**Problem details:** In how many lines of the records below does the word "MenuDataVisitor" appear? Reply with the number only.

[Stored data]

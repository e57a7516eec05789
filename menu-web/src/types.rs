use std::fmt;

use serde::de::{self, Deserializer, MapAccess, Visitor};
use serde::Deserialize;

#[derive(Clone, Debug, PartialEq, Deserialize)]
pub struct MenuItem {
    pub name: String,
    pub price: f64,
}

#[derive(Clone, Debug, PartialEq)]
pub struct Category {
    pub name: String,
    pub items: Vec<MenuItem>,
}

/// Category name -> items, kept in the order the categories appear in the
/// source document.
#[derive(Clone, Debug, Default, PartialEq)]
pub struct MenuData {
    categories: Vec<Category>,
}

impl MenuData {
    pub fn new() -> Self {
        Self::default()
    }

    /// Add a category at the end, or replace the items of an existing one in place.
    pub fn insert(&mut self, name: impl Into<String>, items: Vec<MenuItem>) {
        let name = name.into();
        match self.categories.iter_mut().find(|c| c.name == name) {
            Some(existing) => existing.items = items,
            None => self.categories.push(Category { name, items }),
        }
    }

    pub fn categories(&self) -> &[Category] {
        &self.categories
    }

    pub fn len(&self) -> usize {
        self.categories.len()
    }

    pub fn is_empty(&self) -> bool {
        self.categories.is_empty()
    }

    pub fn item_count(&self) -> usize {
        self.categories.iter().map(|c| c.items.len()).sum()
    }
}

struct MenuDataVisitor;

impl<'de> Visitor<'de> for MenuDataVisitor {
    type Value = MenuData;

    fn expecting(&self, formatter: &mut fmt::Formatter) -> fmt::Result {
        formatter.write_str("a map from category name to a list of items")
    }

    fn visit_map<A>(self, mut map: A) -> Result<MenuData, A::Error>
    where
        A: MapAccess<'de>,
    {
        let mut data = MenuData::new();
        while let Some((name, items)) = map.next_entry::<String, Vec<MenuItem>>()? {
            if let Some(bad) = items.iter().find(|i| !i.price.is_finite() || i.price < 0.0) {
                return Err(de::Error::custom(format!(
                    "item '{}' in '{}' has invalid price {}",
                    bad.name, name, bad.price
                )));
            }
            data.insert(name, items);
        }
        Ok(data)
    }
}

impl<'de> Deserialize<'de> for MenuData {
    fn deserialize<D>(deserializer: D) -> Result<Self, D::Error>
    where
        D: Deserializer<'de>,
    {
        deserializer.deserialize_map(MenuDataVisitor)
    }
}
//! Thin helpers over `web_sys` for lookups, measurement, scrolling and
//! waiting on browser completion events.

use std::cell::Cell;
use std::time::Duration;

use futures::channel::{mpsc, oneshot};
use futures::{pin_mut, select, FutureExt};
use tracing::{debug, warn};
use wasm_bindgen::prelude::*;
use wasm_bindgen::JsCast;
use web_sys::{
    Document, Element, Event, EventTarget, HtmlElement, ResizeObserver, ScrollBehavior,
    ScrollToOptions, Window,
};

use crate::arrows::StripMetrics;
use crate::error::{MenuError, MenuResult};

pub fn window() -> MenuResult<Window> {
    web_sys::window().ok_or(MenuError::Unavailable("window"))
}

pub fn document() -> MenuResult<Document> {
    window()?
        .document()
        .ok_or(MenuError::Unavailable("document"))
}

pub fn require_element(selector: &str) -> MenuResult<Element> {
    document()?
        .query_selector(selector)?
        .ok_or_else(|| MenuError::MissingAnchor(selector.to_string()))
}

pub fn require_element_by_id(id: &str) -> MenuResult<Element> {
    document()?
        .get_element_by_id(id)
        .ok_or_else(|| MenuError::MissingAnchor(format!("#{id}")))
}

/// Document-relative scroll position that puts an element `offset` px below a
/// fixed bar of height `bar_height`.
pub fn scroll_target(element_top: f64, page_offset: f64, bar_height: f64, offset: f64) -> f64 {
    element_top + page_offset - bar_height - offset
}

fn offset_height(element: &Element) -> f64 {
    element
        .dyn_ref::<HtmlElement>()
        .map(|el| el.offset_height() as f64)
        .unwrap_or(0.0)
}

/// Smooth-scroll the window so the element with `id` sits just below the
/// element matched by `bar_selector`.
pub fn scroll_below_bar(id: &str, bar_selector: &str, offset: f64) -> MenuResult<()> {
    let window = window()?;
    let element = require_element_by_id(id)?;

    let bar_height = match require_element(bar_selector) {
        Ok(bar) => offset_height(&bar),
        Err(err) => {
            warn!("{}; scrolling without nav bar offset", err);
            0.0
        }
    };

    let top = scroll_target(
        element.get_bounding_client_rect().top(),
        window.scroll_y()?,
        bar_height,
        offset,
    );
    debug!("Scrolling to #{} at {}", id, top);

    let options = ScrollToOptions::new();
    options.set_top(top);
    options.set_behavior(ScrollBehavior::Smooth);
    window.scroll_to_with_scroll_to_options(&options);
    Ok(())
}

/// Smooth-scroll an element horizontally by `delta` px.
pub fn scroll_element_by(element: &Element, delta: f64) {
    let options = ScrollToOptions::new();
    options.set_left(element.scroll_left() as f64 + delta);
    options.set_behavior(ScrollBehavior::Smooth);
    element.scroll_to_with_scroll_to_options(&options);
}

pub fn strip_metrics(element: &Element) -> StripMetrics {
    StripMetrics {
        scroll_left: element.scroll_left() as f64,
        scroll_width: element.scroll_width() as f64,
        client_width: element.client_width() as f64,
    }
}

#[cfg(target_arch = "wasm32")]
pub async fn sleep(duration: Duration) {
    wasmtimer::tokio::sleep(duration).await;
}

// Timers only exist in the browser; natively the wait resolves at once.
#[cfg(not(target_arch = "wasm32"))]
pub async fn sleep(_duration: Duration) {}

#[derive(Clone, Copy, Debug, PartialEq, Eq)]
pub enum Settled {
    Event,
    Timeout,
}

/// Wait for the first `event` on `target` that `accept` lets through, or for
/// `fallback` to elapse when the browser never fires one (nothing to
/// animate, already in place).
pub async fn event_or_timeout(
    target: &EventTarget,
    event: &str,
    fallback: Duration,
    accept: impl Fn(&Event) -> bool + 'static,
) -> Settled {
    let (tx, rx) = oneshot::channel::<()>();
    let tx = Cell::new(Some(tx));
    let listener = Closure::<dyn FnMut(Event)>::new(move |event: Event| {
        if !accept(&event) {
            return;
        }
        if let Some(tx) = tx.take() {
            let _ = tx.send(());
        }
    });

    if let Err(err) =
        target.add_event_listener_with_callback(event, listener.as_ref().unchecked_ref())
    {
        warn!("Could not listen for {}: {:?}", event, err);
        sleep(fallback).await;
        return Settled::Timeout;
    }

    let fired = rx.fuse();
    let timer = sleep(fallback).fuse();
    pin_mut!(fired, timer);
    let settled = select! {
        result = fired => if result.is_ok() { Settled::Event } else { Settled::Timeout },
        _ = timer => Settled::Timeout,
    };

    let _ = target.remove_event_listener_with_callback(event, listener.as_ref().unchecked_ref());
    debug!("Waited for {}: {:?}", event, settled);
    settled
}

/// True when the event was dispatched on an element carrying `class`.
pub fn target_has_class(event: &Event, class: &str) -> bool {
    event
        .target()
        .and_then(|t| t.dyn_into::<Element>().ok())
        .is_some_and(|el| el.class_list().contains(class))
}

/// Keeps a `ResizeObserver` attached to one element for as long as it lives;
/// each resize is forwarded as a unit message.
pub struct ResizeWatch {
    observer: ResizeObserver,
    _callback: Closure<dyn FnMut(js_sys::Array, ResizeObserver)>,
}

impl ResizeWatch {
    pub fn new(element: &Element, notify: mpsc::UnboundedSender<()>) -> MenuResult<Self> {
        let callback = Closure::<dyn FnMut(js_sys::Array, ResizeObserver)>::new(
            move |_entries: js_sys::Array, _observer: ResizeObserver| {
                let _ = notify.unbounded_send(());
            },
        );
        let observer = ResizeObserver::new(callback.as_ref().unchecked_ref())?;
        observer.observe(element);
        Ok(Self {
            observer,
            _callback: callback,
        })
    }
}

impl Drop for ResizeWatch {
    fn drop(&mut self) {
        self.observer.disconnect();
    }
}

#[cfg(test)]
mod tests {
    use super::*;

    #[test]
    fn test_scroll_target_accounts_for_bar() {
        // header 400px below the viewport top, page already scrolled 1000px,
        // 60px fixed bar, 10px gap
        assert_eq!(scroll_target(400.0, 1000.0, 60.0, 10.0), 1330.0);
        assert_eq!(scroll_target(0.0, 0.0, 0.0, 0.0), 0.0);
    }

    #[test]
    fn test_scroll_target_can_go_negative() {
        assert_eq!(scroll_target(20.0, 0.0, 50.0, 10.0), -40.0);
    }
}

**Output below:** 3